The Chicago Yellow Pages, for example, contains 21 pages of plumbers, but 128 pages of lawyers. Do we really need that many lawyers? I doubt it, but the insidious thing is that they create their own ways of justifying their existence, and then they make us pay for it.

Lawyers are responsible for all the logbook tickets ever issued for not indicating the province or state where a change of duty status had taken place. Why on earth would anyone question which province Hearst is in, when the stop before was Long Lac, and the next was North Bay? (It’s Ontario, for those of you challenged geographically.)

The lawyers write the rules. They may not dream them up, but they translate a lot of good intentions into tiny little paragraphs that explain why you’re $300 lighter and there’s another black mark on your safety profile.

On the flipside of that coin are the lawyers who’ll argue that black is white and white is some undefined shade comprising every color in the spectrum, and therefore it can’t be called white, precisely because of the potential for spectral refraction owing to the atmospheric aberration, and I’m really sorry, your honour, but my client didn’t even see the back of the parked truck he slammed into. A million dollars, please!

My own difficulties began when a chap carrying a metal pole climbed on top of my parked tanker truck one day at a wash facility in Chicago. He managed to touch, with the metal pole, some electrical wires suspended 22 feet in the air, 11 feet above the top of the truck. It was lawyers who convinced the late tank washer’s mother that there was an untold fortune in convincing a jury that I was responsible for the loss of her son. I had failed, they said, to inform the poor sod-who had worked at the tank wash for several years-that there were wires overhead.

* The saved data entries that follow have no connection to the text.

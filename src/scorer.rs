//! Per-item field scoring.

use crate::context::QueryContext;
use crate::rules::{first_match, term_credit, FieldSpec, FieldText};
use crate::types::{MatchType, SearchableItem, SearchOptions};
use std::collections::{BTreeMap, BTreeSet};
use tracing::trace;

/// Flat bonus per term when an item contains every term of a multi-term query.
pub const MULTI_TERM_BONUS: f64 = 50.0;

/// The raw outcome of scoring one item, before intents and normalization.
#[derive(Debug, Clone, PartialEq)]
pub struct ItemScore {
  pub score: f64,
  pub matched_fields: BTreeSet<String>,
  pub field_scores: BTreeMap<String, f64>,
  pub match_type: MatchType,
}

/// Scores one item against a prepared query.
///
/// Returns `None` when the item lacks one of the query terms, in raw or
/// stemmed form, across all of its fields together. Terms are ANDed, fields
/// are ORed.
pub fn score_item(
  fields: &[FieldSpec],
  item: &SearchableItem,
  context: &QueryContext,
  options: &SearchOptions,
) -> Option<ItemScore> {
  let values: Vec<(&FieldSpec, FieldText)> = fields
    .iter()
    .filter_map(|field| field.read(item).map(|value| (field, FieldText::new(value))))
    .collect();

  let mut score = 0.0;

  if !context.terms.is_empty() {
    let haystack = values
      .iter()
      .map(|(_, text)| text.value.as_str())
      .collect::<Vec<_>>()
      .join(" ");
    let missing = context
      .terms_with_stems()
      .find(|(term, stem)| !haystack.contains(term) && !haystack.contains(stem));
    if let Some((term, _)) = missing {
      trace!(item = %item.id, term, "item lacks a query term");
      return None;
    }
    if context.terms.len() >= 2 {
      score += MULTI_TERM_BONUS * context.terms.len() as f64;
    }
  }

  let mut matched_fields = BTreeSet::new();
  let mut field_scores = BTreeMap::new();
  let mut match_type = MatchType::Partial;

  for (field, text) in &values {
    let mut field_score = 0.0;
    let mut matched = false;

    if let Some((rule, hit)) = first_match(text, context, options) {
      trace!(item = %item.id, field = %field.name, rule = rule.name, "field matched");
      field_score += field.weight * hit.multiplier;
      match_type = hit.promotion.apply(match_type);
      matched = true;
    }

    if let Some(hit) = term_credit(text, context, options) {
      field_score += field.weight * hit.multiplier;
      match_type = hit.promotion.apply(match_type);
      matched = true;
    }

    if matched {
      score += field_score;
      matched_fields.insert(field.name.clone());
      field_scores.insert(field.name.clone(), field_score);
    }
  }

  Some(ItemScore {
    score,
    matched_fields,
    field_scores,
    match_type,
  })
}
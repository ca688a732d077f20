use rummage::prelude::*;
use std::borrow::Cow;

fn first_tag(item: &SearchableItem) -> Option<Cow<'_, str>> {
  item.tags.as_ref()?.first().map(|tag| Cow::Borrowed(tag.as_str()))
}

fn name_only(item: &SearchableItem) -> Option<Cow<'_, str>> {
  item.name.as_deref().map(Cow::Borrowed)
}

#[test]
fn test_custom_field_is_scored_and_reported() {
  let engine = SearchEngine::builder().field("brand", 9.0, first_tag).build();
  let items = vec![
    SearchableItem::new("1").name("Cordless Drill").tags(["makita", "18v"]),
    SearchableItem::new("2").name("Cordless Drill").tags(["ryobi"]),
  ];

  let results = engine.search(&items, "makita", &SearchOptions::default());
  assert_eq!(results.len(), 1);
  assert_eq!(results[0].item.id, "1");
  assert!(results[0].matched_fields.contains("brand"));
  assert!(results[0].matched_fields.contains("tags"));
}

#[test]
fn test_replaced_table_ignores_other_fields() {
  let engine = SearchEngine::builder()
    .fields(vec![FieldSpec::new("name", 10.0, name_only)])
    .build();
  let items = vec![
    SearchableItem::new("1").name("Hex Key").description("allen wrench"),
    SearchableItem::new("2").name("Allen Wrench"),
  ];

  let results = engine.search(&items, "allen", &SearchOptions::default());
  assert_eq!(results.len(), 1);
  assert_eq!(results[0].item.id, "2");
}

#[test]
fn test_normalization_follows_field_table() {
  let engine = SearchEngine::builder()
    .fields(vec![FieldSpec::new("name", 10.0, name_only)])
    .build();
  let items = vec![SearchableItem::new("1").name("Anvil")];

  // exact (10 x 10) plus term credit (10 x 3), over a maximum of 100
  let results = engine.search(&items, "anvil", &SearchOptions::default());
  assert!((results[0].score - 1.3).abs() < 1e-9);
}
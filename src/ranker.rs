//! Score normalization, threshold filtering and ordering.

use crate::intent::NUMERIC_INTENT_BONUS;
use crate::rules::FieldSpec;
use crate::types::{SearchResult, SortBy, SortOrder};
use std::cmp::Ordering;

#[cfg(feature = "parallel")]
use rayon::prelude::*;

/// The score an item would get by matching every field exactly, plus the
/// largest bonus each intent can award.
///
/// Multi-term bonuses and per-term credit are not part of this maximum, so
/// normalized scores can exceed 1.0.
pub fn theoretical_max(fields: &[FieldSpec], intent_count: usize) -> f64 {
  let field_max: f64 = fields.iter().map(|field| field.weight * 10.0).sum();
  field_max + NUMERIC_INTENT_BONUS * intent_count as f64
}

/// Divides a raw score by the theoretical maximum. A zero maximum yields 0.
pub fn normalize(raw: f64, max: f64) -> f64 {
  if max > 0.0 {
    raw / max
  } else {
    0.0
  }
}

/// Keeps results that reach `min_score` or matched at least one field.
pub fn retain_relevant(results: &mut Vec<SearchResult<'_>>, min_score: f64) {
  results.retain(|result| result.score >= min_score || !result.matched_fields.is_empty());
}

fn compare(a: &SearchResult<'_>, b: &SearchResult<'_>, sort_by: SortBy) -> Ordering {
  match sort_by {
    SortBy::Relevance => a.score.partial_cmp(&b.score).unwrap_or(Ordering::Equal),
    SortBy::Name => {
      let left = a.item.name.as_deref().unwrap_or("");
      let right = b.item.name.as_deref().unwrap_or("");
      left
        .chars()
        .flat_map(char::to_lowercase)
        .cmp(right.chars().flat_map(char::to_lowercase))
    }
    SortBy::Price => a
      .item
      .price_tier1
      .partial_cmp(&b.item.price_tier1)
      .unwrap_or(Ordering::Equal),
    SortBy::Quantity => a.item.quantity_on_hand.cmp(&b.item.quantity_on_hand),
  }
}

fn directed(ordering: Ordering, order: SortOrder) -> Ordering {
  match order {
    SortOrder::Asc => ordering,
    SortOrder::Desc => ordering.reverse(),
  }
}

/// Sorts results by the requested key and direction.
///
/// The sort is stable: ties keep the order in which the items were supplied,
/// in both directions.
#[cfg(feature = "parallel")]
pub fn sort_results(results: &mut [SearchResult<'_>], sort_by: SortBy, order: SortOrder) {
  results.par_sort_by(|a, b| directed(compare(a, b, sort_by), order));
}

/// Sorts results by the requested key and direction.
///
/// The sort is stable: ties keep the order in which the items were supplied,
/// in both directions.
#[cfg(not(feature = "parallel"))]
pub fn sort_results(results: &mut [SearchResult<'_>], sort_by: SortBy, order: SortOrder) {
  results.sort_by(|a, b| directed(compare(a, b, sort_by), order));
}
//! Query artifacts shared by every item scored in one search call.

use crate::analysis::{extract_terms, stem, SynonymTable};
use crate::intent::{parse_intents, QueryIntent};

/// Everything derived from the raw query, computed once per search.
///
/// The scorer reads this for every item, so nothing here is recomputed per
/// item. It is immutable for the duration of the call.
#[derive(Debug, Clone, PartialEq)]
pub struct QueryContext {
  /// Trimmed, lowercased query, price phrases included.
  pub query: String,
  /// Stem of the whole query string.
  pub stemmed_query: String,
  /// Extracted terms, in query order.
  pub terms: Vec<String>,
  /// Stem of each term, parallel to `terms`.
  pub term_stems: Vec<String>,
  /// Synonym expansion of the query words. Empty for long queries.
  pub synonyms: Vec<String>,
  pub intents: Vec<QueryIntent>,
}

impl QueryContext {
  /// Analyzes a raw query.
  pub fn new(raw: &str, synonyms: &SynonymTable) -> Self {
    let query = raw.trim().to_lowercase();
    let stemmed_query = stem(&query).into_owned();
    let terms = extract_terms(&query);
    let term_stems = terms.iter().map(|term| stem(term).into_owned()).collect();

    Self {
      synonyms: synonyms.expand(&query),
      intents: parse_intents(&query),
      query,
      stemmed_query,
      terms,
      term_stems,
    }
  }

  /// True when the query has no content at all.
  pub fn is_empty(&self) -> bool {
    self.query.is_empty()
  }

  /// Iterates `(term, stem)` pairs.
  pub fn terms_with_stems(&self) -> impl Iterator<Item = (&str, &str)> {
    self
      .terms
      .iter()
      .zip(&self.term_stems)
      .map(|(term, stem)| (term.as_str(), stem.as_str()))
  }
}

#[cfg(test)]
mod tests {
  use super::*;
  use crate::intent::NumericConstraint;

  #[test]
  fn test_context_derives_every_artifact() {
    let context = QueryContext::new("  Hammers under $40 ", &SynonymTable::default());

    assert_eq!(context.query, "hammers under $40");
    assert_eq!(context.terms, vec!["hammers"]);
    assert_eq!(context.term_stems, vec!["hammer"]);
    // "hammers" is not a table key, only its stem would be
    assert!(context.synonyms.is_empty());
    assert_eq!(
      context.intents,
      vec![QueryIntent::Price(NumericConstraint::less(40.0))]
    );
  }

  #[test]
  fn test_short_query_gets_synonyms() {
    let context = QueryContext::new("tool", &SynonymTable::default());
    assert!(context.synonyms.contains(&"equipment".to_string()));
    assert_eq!(context.stemmed_query, "tool");
  }

  #[test]
  fn test_whitespace_query_is_empty() {
    assert!(QueryContext::new(" \t ", &SynonymTable::default()).is_empty());
  }
}
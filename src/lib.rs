//! Rummage - a multi-field fuzzy search and ranking engine for catalog records.
//!
//! Rummage takes free-text queries that may contain typos, plural forms,
//! synonyms and embedded constraints ("hammers under $40", "nails in stock")
//! and ranks an in-memory collection of items against them. There is no
//! index: every call is one linear pass over the items the caller supplies.

pub mod analysis;
pub mod context;
pub mod engine;
pub mod error;
pub mod extension;
pub mod intent;
pub mod ranker;
pub mod rules;
pub mod scorer;
pub mod types;

pub use engine::search;

pub mod prelude {
  //! Convenient re-exports for common types and traits.

  pub use crate::analysis::SynonymTable;
  pub use crate::context::QueryContext;
  pub use crate::engine::*;
  pub use crate::error::SearchError;
  pub use crate::extension::*;
  pub use crate::intent::{IntentOperator, NumericConstraint, QueryIntent};
  pub use crate::rules::{FieldAccessor, FieldSpec};
  pub use crate::types::*;
}
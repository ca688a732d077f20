//! Suffix-stripping stemmer.
//!
//! Deliberately crude: one rule fires at most, there is no dictionary, and
//! false stems are accepted. Input is expected to be lowercase already.

use std::borrow::Cow;

/// Shortest stem a rule may produce.
pub const MIN_STEM_LEN: usize = 3;

/// Reduces a word to a rough root so plural, gerund and past-tense forms meet.
///
/// Rules, first match wins:
///
/// 1. `-ies` becomes `-y`
/// 2. `-es` is dropped
/// 3. `-s` (but not `-ss`) is dropped
/// 4. `-ing` is dropped
/// 5. `-ed` is dropped
///
/// A rule only applies when the result keeps at least [`MIN_STEM_LEN`]
/// characters, so short words like "red" or "bed" are never cut down to a
/// single letter that would appear inside almost any text.
///
/// ```
/// use rummage::analysis::stem;
///
/// assert_eq!(stem("batteries"), "battery");
/// assert_eq!(stem("hammers"), "hammer");
/// assert_eq!(stem("boss"), "boss");
/// ```
pub fn stem(word: &str) -> Cow<'_, str> {
  if let Some(root) = word.strip_suffix("ies") {
    return if long_enough(root, 1) {
      Cow::Owned(format!("{root}y"))
    } else {
      Cow::Borrowed(word)
    };
  }

  let root = if let Some(root) = word.strip_suffix("es") {
    root
  } else if word.ends_with('s') && !word.ends_with("ss") {
    &word[..word.len() - 1]
  } else if let Some(root) = word.strip_suffix("ing") {
    root
  } else if let Some(root) = word.strip_suffix("ed") {
    root
  } else {
    word
  };

  if long_enough(root, 0) {
    Cow::Borrowed(root)
  } else {
    Cow::Borrowed(word)
  }
}

fn long_enough(root: &str, appended: usize) -> bool {
  root.chars().count() + appended >= MIN_STEM_LEN
}

#[cfg(test)]
mod tests {
  use super::*;

  #[test]
  fn test_ies_becomes_y() {
    assert_eq!(stem("supplies"), "supply");
    assert_eq!(stem("ties"), "ties");
  }

  #[test]
  fn test_es_and_s_are_dropped() {
    assert_eq!(stem("boxes"), "box");
    assert_eq!(stem("nails"), "nail");
    // crude: "es" wins over "s" even where English would disagree
    assert_eq!(stem("wrenches"), "wrench");
    assert_eq!(stem("pipes"), "pip");
  }

  #[test]
  fn test_double_s_is_kept() {
    assert_eq!(stem("brass"), "brass");
    assert_eq!(stem("boss"), "boss");
  }

  #[test]
  fn test_gerund_and_past_tense() {
    assert_eq!(stem("sanding"), "sand");
    assert_eq!(stem("painted"), "paint");
  }

  #[test]
  fn test_unmatched_words_are_borrowed() {
    assert!(matches!(stem("hammer"), Cow::Borrowed("hammer")));
  }

  #[test]
  fn test_short_words_are_kept() {
    assert_eq!(stem("red"), "red");
    assert_eq!(stem("shed"), "shed");
    assert_eq!(stem("ring"), "ring");
    assert_eq!(stem("axes"), "axes");
    assert_eq!(stem("nuts"), "nut");
    assert_eq!(stem("s"), "s");
    assert_eq!(stem(""), "");
  }

  #[test]
  fn test_length_guard_keeps_short_roots_out_of_other_words() {
    // the bare suffix rules would give "r", "us" and "ax"
    assert_eq!(stem("red"), "red");
    assert_eq!(stem("uses"), "uses");
    assert_eq!(stem("axes"), "axes");
    // so a "red" term cannot be satisfied by the "r" inside "hammer"
    assert!(!"claw hammer".contains(stem("red").as_ref()));
  }

  #[test]
  fn test_multi_word_input_stems_last_word() {
    assert_eq!(stem("claw hammers"), "claw hammer");
  }
}
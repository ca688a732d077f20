//! Static synonym expansion for short queries.

use once_cell::sync::Lazy;
use std::collections::HashMap;

/// Queries with more words than this are never expanded.
pub const MAX_EXPANSION_WORDS: usize = 3;

static DEFAULT_SYNONYMS: Lazy<HashMap<&'static str, &'static [&'static str]>> = Lazy::new(|| {
  let entries: [(&'static str, &'static [&'static str]); 20] = [
    ("tool", &["equipment", "implement", "device", "instrument"]),
    ("hammer", &["mallet", "sledge"]),
    ("screw", &["fastener", "bolt"]),
    ("bolt", &["fastener", "screw"]),
    ("nail", &["fastener", "brad", "tack"]),
    ("paint", &["coating", "finish", "stain"]),
    ("glue", &["adhesive", "epoxy", "cement"]),
    ("tape", &["adhesive", "strip"]),
    ("pipe", &["tube", "conduit", "tubing"]),
    ("wire", &["cable", "cord", "lead"]),
    ("light", &["lamp", "fixture", "bulb"]),
    ("saw", &["cutter", "blade"]),
    ("drill", &["driver", "bit"]),
    ("wrench", &["spanner"]),
    ("wood", &["lumber", "timber", "board"]),
    ("lumber", &["wood", "timber", "board"]),
    ("faucet", &["tap", "spigot"]),
    ("cabinet", &["cupboard", "storage"]),
    ("ladder", &["stepladder", "steps"]),
    ("gloves", &["mitts", "handwear"]),
  ];
  entries.into_iter().collect()
});

/// A word to synonyms mapping used for query expansion.
///
/// The default table is the built-in hardware/catalog vocabulary; custom
/// tables can start empty or extend the default.
#[derive(Debug, Clone, PartialEq)]
pub struct SynonymTable {
  entries: HashMap<String, Vec<String>>,
}

impl SynonymTable {
  /// Creates a table with no entries.
  pub fn empty() -> Self {
    Self {
      entries: HashMap::new(),
    }
  }

  /// Adds synonyms for a word, extending any existing entry.
  pub fn with_entry<I, S>(mut self, word: impl Into<String>, synonyms: I) -> Self
  where
    I: IntoIterator<Item = S>,
    S: Into<String>,
  {
    self
      .entries
      .entry(word.into().to_lowercase())
      .or_default()
      .extend(synonyms.into_iter().map(|s| s.into().to_lowercase()));
    self
  }

  /// Looks up the synonyms of a single lowercase word.
  pub fn get(&self, word: &str) -> Option<&[String]> {
    self.entries.get(word).map(Vec::as_slice)
  }

  pub fn len(&self) -> usize {
    self.entries.len()
  }

  pub fn is_empty(&self) -> bool {
    self.entries.is_empty()
  }

  /// Expands a query into the flat bag of synonyms of its words.
  ///
  /// Only queries of at most [`MAX_EXPANSION_WORDS`] words are expanded;
  /// longer queries return nothing. Duplicates are not removed.
  pub fn expand(&self, query: &str) -> Vec<String> {
    let lowered = query.to_lowercase();
    let words: Vec<&str> = lowered.split_whitespace().collect();
    if words.len() > MAX_EXPANSION_WORDS {
      return Vec::new();
    }

    words
      .iter()
      .filter_map(|word| self.get(word))
      .flat_map(|synonyms| synonyms.iter().cloned())
      .collect()
  }
}

impl Default for SynonymTable {
  fn default() -> Self {
    Self {
      entries: DEFAULT_SYNONYMS
        .iter()
        .map(|(word, synonyms)| {
          (
            word.to_string(),
            synonyms.iter().map(|s| s.to_string()).collect(),
          )
        })
        .collect(),
    }
  }
}

#[cfg(test)]
mod tests {
  use super::*;

  #[test]
  fn test_default_table_expands_tool() {
    let table = SynonymTable::default();
    assert_eq!(
      table.expand("Tool"),
      vec!["equipment", "implement", "device", "instrument"]
    );
  }

  #[test]
  fn test_union_keeps_duplicates() {
    let synonyms = SynonymTable::default().expand("glue tape");
    assert_eq!(synonyms.iter().filter(|s| *s == "adhesive").count(), 2);
  }

  #[test]
  fn test_long_queries_are_not_expanded() {
    let table = SynonymTable::default();
    assert!(!table.expand("red tool box").is_empty());
    assert!(table.expand("big red tool box").is_empty());
  }

  #[test]
  fn test_custom_entries_are_lowercased() {
    let table = SynonymTable::empty().with_entry("Sofa", ["Couch", "settee"]);
    assert_eq!(table.len(), 1);
    assert_eq!(table.expand("sofa"), vec!["couch", "settee"]);
    assert!(table.expand("chair").is_empty());
  }
}
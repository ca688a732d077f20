//! The search engine that runs the whole query pipeline.

use crate::analysis::SynonymTable;
use crate::context::QueryContext;
use crate::error::Result;
use crate::extension::SearchExtension;
use crate::intent::apply_intents;
use crate::ranker;
use crate::rules::{default_fields, FieldAccessor, FieldSpec};
use crate::scorer::score_item;
use crate::types::{MatchType, SearchOptions, SearchResult, SearchableItem};
use once_cell::sync::Lazy;
use tracing::{debug, trace};

#[cfg(feature = "parallel")]
use rayon::prelude::*;

static DEFAULT_ENGINE: Lazy<SearchEngine> = Lazy::new(SearchEngine::default);

/// Searches `items` with the default field table and synonym table.
///
/// This is the engine's single entry point for callers that need no
/// configuration. See [`SearchEngine::search`] for the pipeline.
///
/// ```rust
/// use rummage::prelude::*;
///
/// let items = vec![
///     SearchableItem::new("1").name("Claw Hammer").price(25.0),
///     SearchableItem::new("2").name("Sledge Hammer").price(55.0),
/// ];
///
/// let results = rummage::search(&items, "hammer under $40", &SearchOptions::default());
/// assert_eq!(results.len(), 1);
/// assert_eq!(results[0].item.id, "1");
/// ```
pub fn search<'a>(
  items: &'a [SearchableItem],
  query: &str,
  options: &SearchOptions,
) -> Vec<SearchResult<'a>> {
  DEFAULT_ENGINE.search(items, query, options)
}

/// A configured search engine.
///
/// The engine holds the field table, the synonym table and any extensions.
/// It keeps no state between calls, so one engine can serve concurrent
/// searches.
///
/// Create a `SearchEngine` using the [`SearchEngineBuilder`], or use
/// `SearchEngine::default()` for the built-in tables.
pub struct SearchEngine {
  fields: Vec<FieldSpec>,
  synonyms: SynonymTable,
  extensions: Vec<Box<dyn SearchExtension>>,
}

impl Default for SearchEngine {
  fn default() -> Self {
    SearchEngineBuilder::new().build()
  }
}

impl SearchEngine {
  /// Creates a new `SearchEngineBuilder` to construct an engine.
  pub fn builder() -> SearchEngineBuilder {
    SearchEngineBuilder::new()
  }

  /// The field table, in evaluation order.
  pub fn fields(&self) -> &[FieldSpec] {
    &self.fields
  }

  pub fn synonyms(&self) -> &SynonymTable {
    &self.synonyms
  }

  /// Validates `options` and then searches.
  pub fn try_search<'a>(
    &self,
    items: &'a [SearchableItem],
    query: &str,
    options: &SearchOptions,
  ) -> Result<Vec<SearchResult<'a>>> {
    options.validate()?;
    Ok(self.search(items, query, options))
  }

  /// Searches for items matching a free-text query.
  ///
  /// ## Search Lifecycle
  ///
  /// 1.  **`before_query` Hook**: Extensions may rewrite the raw query.
  /// 2.  **Empty query**: A blank query returns every item, in input order,
  ///     with score 1, match type exact and no matched fields. Options are
  ///     ignored, `max_results` included.
  /// 3.  **Analysis**: Terms, stems, synonyms and intents are derived once.
  /// 4.  **Scoring**: Each item is scored independently. Inactive items are
  ///     skipped unless `include_inactive` is set, items missing a query term
  ///     are rejected, failing intents reject the item and passing intents add
  ///     their bonus. With the `parallel` feature this step runs on rayon.
  /// 5.  **Normalization and floor**: Raw scores are divided by the
  ///     theoretical maximum; results below `min_score` without a field match
  ///     are dropped.
  /// 6.  **`after_score` Hook**.
  /// 7.  **Sorting**: Stable sort by `sort_by` / `sort_order`.
  /// 8.  **`before_limit` Hook**.
  /// 9.  **Truncation** to `max_results`.
  /// 10. **`after_limit` Hook**.
  ///
  /// The search never fails; use [`SearchEngine::try_search`] to reject
  /// out-of-range options up front.
  pub fn search<'a>(
    &self,
    items: &'a [SearchableItem],
    query: &str,
    options: &SearchOptions,
  ) -> Vec<SearchResult<'a>> {
    let mut query = query.to_string();
    for ext in &self.extensions {
      ext.before_query(&mut query);
    }

    if items.is_empty() {
      return Vec::new();
    }

    if query.trim().is_empty() {
      debug!(items = items.len(), "empty query, returning every item");
      return items
        .iter()
        .enumerate()
        .map(|(index, item)| SearchResult::new(item, index, 1.0, MatchType::Exact))
        .collect();
    }

    let context = QueryContext::new(&query, &self.synonyms);
    let max = ranker::theoretical_max(&self.fields, context.intents.len());
    debug!(
      query = %context.query,
      terms = context.terms.len(),
      synonyms = context.synonyms.len(),
      intents = context.intents.len(),
      items = items.len(),
      "searching"
    );

    #[cfg(feature = "parallel")]
    let mut results: Vec<SearchResult<'a>> = items
      .par_iter()
      .enumerate()
      .filter_map(|(index, item)| self.score_candidate(index, item, &context, options, max))
      .collect();

    #[cfg(not(feature = "parallel"))]
    let mut results: Vec<SearchResult<'a>> = items
      .iter()
      .enumerate()
      .filter_map(|(index, item)| self.score_candidate(index, item, &context, options, max))
      .collect();

    let scored = results.len();
    ranker::retain_relevant(&mut results, options.min_score);

    for ext in &self.extensions {
      ext.after_score(&context, &mut results);
    }

    ranker::sort_results(&mut results, options.sort_by, options.sort_order);

    for ext in &self.extensions {
      ext.before_limit(&context, &mut results);
    }

    results.truncate(options.max_results);

    for ext in &self.extensions {
      ext.after_limit(&context, &mut results);
    }

    debug!(scored, returned = results.len(), "search finished");
    results
  }

  /// Scores one item, applying the inactive filter and the intent filter.
  fn score_candidate<'a>(
    &self,
    index: usize,
    item: &'a SearchableItem,
    context: &QueryContext,
    options: &SearchOptions,
    max: f64,
  ) -> Option<SearchResult<'a>> {
    if !options.include_inactive && !item.status.is_active() {
      trace!(item = %item.id, status = item.status.as_str(), "skipping inactive item");
      return None;
    }

    let scored = score_item(&self.fields, item, context, options)?;

    let Some(bonus) = apply_intents(&context.intents, item) else {
      trace!(item = %item.id, "item fails a query intent");
      return None;
    };

    Some(SearchResult {
      item,
      index,
      score: ranker::normalize(scored.score + bonus, max),
      matched_fields: scored.matched_fields,
      field_scores: scored.field_scores,
      match_type: scored.match_type,
    })
  }
}

/// A builder for creating `SearchEngine` instances.
///
/// Starts from the built-in field table and synonym table.
///
/// # Examples
///
/// ```
/// use rummage::prelude::*;
/// use std::borrow::Cow;
///
/// fn color_of(item: &SearchableItem) -> Option<Cow<'_, str>> {
///     item.tags.as_ref()?.first().map(|tag| Cow::Borrowed(tag.as_str()))
/// }
///
/// let engine = SearchEngine::builder()
///     .field("color", 2.0, color_of)
///     .synonyms(SynonymTable::empty().with_entry("crimson", ["red"]))
///     .build();
///
/// assert_eq!(engine.fields().len(), 9);
/// ```
pub struct SearchEngineBuilder {
  fields: Vec<FieldSpec>,
  synonyms: SynonymTable,
  extensions: Vec<Box<dyn SearchExtension>>,
}

impl Default for SearchEngineBuilder {
  fn default() -> Self {
    Self::new()
  }
}

impl SearchEngineBuilder {
  /// Creates a builder holding the built-in tables and no extensions.
  pub fn new() -> Self {
    Self {
      fields: default_fields(),
      synonyms: SynonymTable::default(),
      extensions: Vec::new(),
    }
  }

  /// Appends a field to the table.
  pub fn field(mut self, name: impl Into<String>, weight: f64, accessor: FieldAccessor) -> Self {
    self.fields.push(FieldSpec::new(name, weight, accessor));
    self
  }

  /// Replaces the whole field table.
  pub fn fields(mut self, fields: Vec<FieldSpec>) -> Self {
    self.fields = fields;
    self
  }

  /// Replaces the synonym table.
  pub fn synonyms(mut self, synonyms: SynonymTable) -> Self {
    self.synonyms = synonyms;
    self
  }

  /// Adds an extension. Extensions run in the order they are added.
  pub fn with_extension(mut self, extension: Box<dyn SearchExtension>) -> Self {
    self.extensions.push(extension);
    self
  }

  /// Builds the `SearchEngine` with the configured components.
  pub fn build(self) -> SearchEngine {
    SearchEngine {
      fields: self.fields,
      synonyms: self.synonyms,
      extensions: self.extensions,
    }
  }
}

The family couldn’t sue the employer, who had gone to a hardware store the day before and bought the metal pole. They came after me, who was expected to know that this pole existed and that it might be used improperly. At the time of the incident, I was in a building 100 feet away picking up
my ticket into the wash bay.

The worst part of the whole legal proceeding, for me, was the calling into question of all of the professional accolades I’ve received over my career, my clean record and my generally professional attitude. They could be used against me in court, I was warned. My lawyer said the jury might hold me to a higher level of accountability because I had worked and acted in a demonstrably professional manner.

Well, bless the kid’s heart, he was good at his job, but my tank washer made a mistake that day. His employer made a mistake in not warning him against using the pole outside. My mistake was getting out of bed. Beyond that, there were no special procedures the wash bay asked me to follow, and no warnings about parking under wires. Still, I’m expected to be my brother’s keeper. (I’d like to know where the lawyers were when that tank wash facility was writing its policy and procedures manual).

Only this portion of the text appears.